The Age of Humility project asks: can we reinvigorate humility as a living value that can be practiced in every workplace, and which is relevant in all realms, informing our choices as friends, colleagues, parents, and citizens? The project is generating a collection of essays and a series of researched posts distributed via social media. The Age of Humility website (AgeOfHumility.com) is the hub of the project. In designing the website and social media pages, the team’s goal was to inspire interest in humility as a value during this time in which political boasting and status-seeking are pervasive and humility is rarely discussed.
Rebekah Modrak is a Stamps Professor. Jamie Lausch Vander Broek is a Librarian for Art & Design at the University of Michigan. Sam Oliver is the founder of Shaper Realities, a product and interaction design studio based in Brooklyn, and is a Stamps alum (BFA ’15).
Modrak, Vander Broek and Oliver worked collaboratively to invent a visual language that created a contemplative space within the “fast media” of web navigation and social media.

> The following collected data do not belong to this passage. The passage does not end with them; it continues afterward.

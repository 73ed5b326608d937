//! # Error Types
//!
//! Structured error types for yantra_core. Every error is a local,
//! recoverable condition: the engine holds no state that could be left
//! corrupted, so there is no fatal variant. Each error carries enough context
//! for a caller to report it verbatim or branch on [`CalcError::error_code`].
//!
//! ## Example
//!
//! ```rust
//! use yantra_core::errors::{CalcError, CalcResult};
//!
//! fn check_day(day_of_year: u32) -> CalcResult<()> {
//!     if !(1..=366).contains(&day_of_year) {
//!         return Err(CalcError::validation(
//!             "day_of_year",
//!             day_of_year.to_string(),
//!             "1 to 366",
//!         ));
//!     }
//!     Ok(())
//! }
//!
//! assert_eq!(check_day(400).unwrap_err().error_code(), "VALIDATION_ERROR");
//! ```

use serde::{Deserialize, Serialize};
use thiserror::Error;

/// Result type alias for yantra_core operations
pub type CalcResult<T> = Result<T, CalcError>;

/// Structured error type for engine operations.
#[derive(Error, Debug, Clone, Serialize, Deserialize, PartialEq)]
#[serde(tag = "type", content = "details")]
pub enum CalcError {
    /// An input value is outside its allowed range or malformed
    #[error("Invalid value for '{field}': {value} (allowed: {allowed})")]
    Validation {
        field: String,
        value: String,
        allowed: String,
    },

    /// The latitude makes an archetype's formula mathematically undefined
    #[error("Geometry undefined for {yantra} at latitude {latitude}: {reason}")]
    GeometryUndefined {
        yantra: String,
        latitude: f64,
        reason: String,
    },

    /// One or more requested sites are absent from the catalog
    #[error("Unknown site(s): {}", .names.join(", "))]
    UnknownSite { names: Vec<String> },

    /// Catalog or configuration text could not be parsed
    #[error("Serialization error: {reason}")]
    Serialization { reason: String },
}

impl CalcError {
    /// Create a Validation error
    pub fn validation(field: impl Into<String>, value: impl Into<String>, allowed: impl Into<String>) -> Self {
        CalcError::Validation {
            field: field.into(),
            value: value.into(),
            allowed: allowed.into(),
        }
    }

    /// Create a GeometryUndefined error
    pub fn geometry_undefined(yantra: impl Into<String>, latitude: f64, reason: impl Into<String>) -> Self {
        CalcError::GeometryUndefined {
            yantra: yantra.into(),
            latitude,
            reason: reason.into(),
        }
    }

    /// Create an UnknownSite error listing every unresolved name
    pub fn unknown_sites<I, S>(names: I) -> Self
    where
        I: IntoIterator<Item = S>,
        S: Into<String>,
    {
        CalcError::UnknownSite {
            names: names.into_iter().map(Into::into).collect(),
        }
    }

    /// Create a Serialization error
    pub fn serialization(reason: impl Into<String>) -> Self {
        CalcError::Serialization {
            reason: reason.into(),
        }
    }

    /// The offending field, for validation failures
    pub fn field(&self) -> Option<&str> {
        match self {
            CalcError::Validation { field, .. } => Some(field),
            _ => None,
        }
    }

    /// Get a short error code for programmatic handling
    pub fn error_code(&self) -> &'static str {
        match self {
            CalcError::Validation { .. } => "VALIDATION_ERROR",
            CalcError::GeometryUndefined { .. } => "GEOMETRY_UNDEFINED",
            CalcError::UnknownSite { .. } => "UNKNOWN_SITE",
            CalcError::Serialization { .. } => "SERIALIZATION_ERROR",
        }
    }
}

impl From<serde_json::Error> for CalcError {
    fn from(err: serde_json::Error) -> Self {
        CalcError::serialization(err.to_string())
    }
}

impl From<toml::de::Error> for CalcError {
    fn from(err: toml::de::Error) -> Self {
        CalcError::serialization(err.to_string())
    }
}

#[cfg(test)]
mod tests {
    use super::*;

    #[test]
    fn test_error_serialization() {
        let error = CalcError::validation("latitude", "91", "-90 to 90 degrees");
        let json = serde_json::to_string(&error).unwrap();
        assert!(json.contains("\"type\":\"Validation\""));
        let roundtrip: CalcError = serde_json::from_str(&json).unwrap();
        assert_eq!(error, roundtrip);
    }

    #[test]
    fn test_error_codes() {
        assert_eq!(CalcError::validation("scale", "0", "0.1 to 10").error_code(), "VALIDATION_ERROR");
        assert_eq!(
            CalcError::geometry_undefined("Samrat Yantra", 0.0, "equator").error_code(),
            "GEOMETRY_UNDEFINED"
        );
        assert_eq!(CalcError::unknown_sites(["Atlantis"]).error_code(), "UNKNOWN_SITE");
        assert_eq!(CalcError::serialization("bad toml").error_code(), "SERIALIZATION_ERROR");
    }

    #[test]
    fn test_unknown_site_lists_every_name() {
        let error = CalcError::unknown_sites(["Atlantis", "Lemuria"]);
        assert_eq!(error.to_string(), "Unknown site(s): Atlantis, Lemuria");
    }

    #[test]
    fn test_validation_message_names_field_and_range() {
        let error = CalcError::validation("latitude", "91", "-90 to 90 degrees");
        assert_eq!(error.field(), Some("latitude"));
        let msg = error.to_string();
        assert!(msg.contains("latitude"));
        assert!(msg.contains("-90 to 90"));
    }
}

The Age of Humility website home page intentionally avoids the cursor’s point-and-click as the method of interaction. Instead, viewers activate the site via an imperfect, hand-drawn winding line that entices users through a series of quotations that come politics, consumer culture, psychology, and other perspectives. The line and an animated ink cloud indicate that thoughts are pliant and yielding and prompt an introspective, gentle tempo for navigating the site. The team used two complimentary fonts filled with a watercolor texture as a way of implying a spoken voice that fluctuates in timbre, and as a means to emphasize key words within that speech. Age of Humility’s design of hand-drawn frames, ink clouds, whimsical drawings, and watercolor portraits extends into social media space. All elements mimic organic movements to defy the flat space of the digital screen and the grid-based template of traditional web design.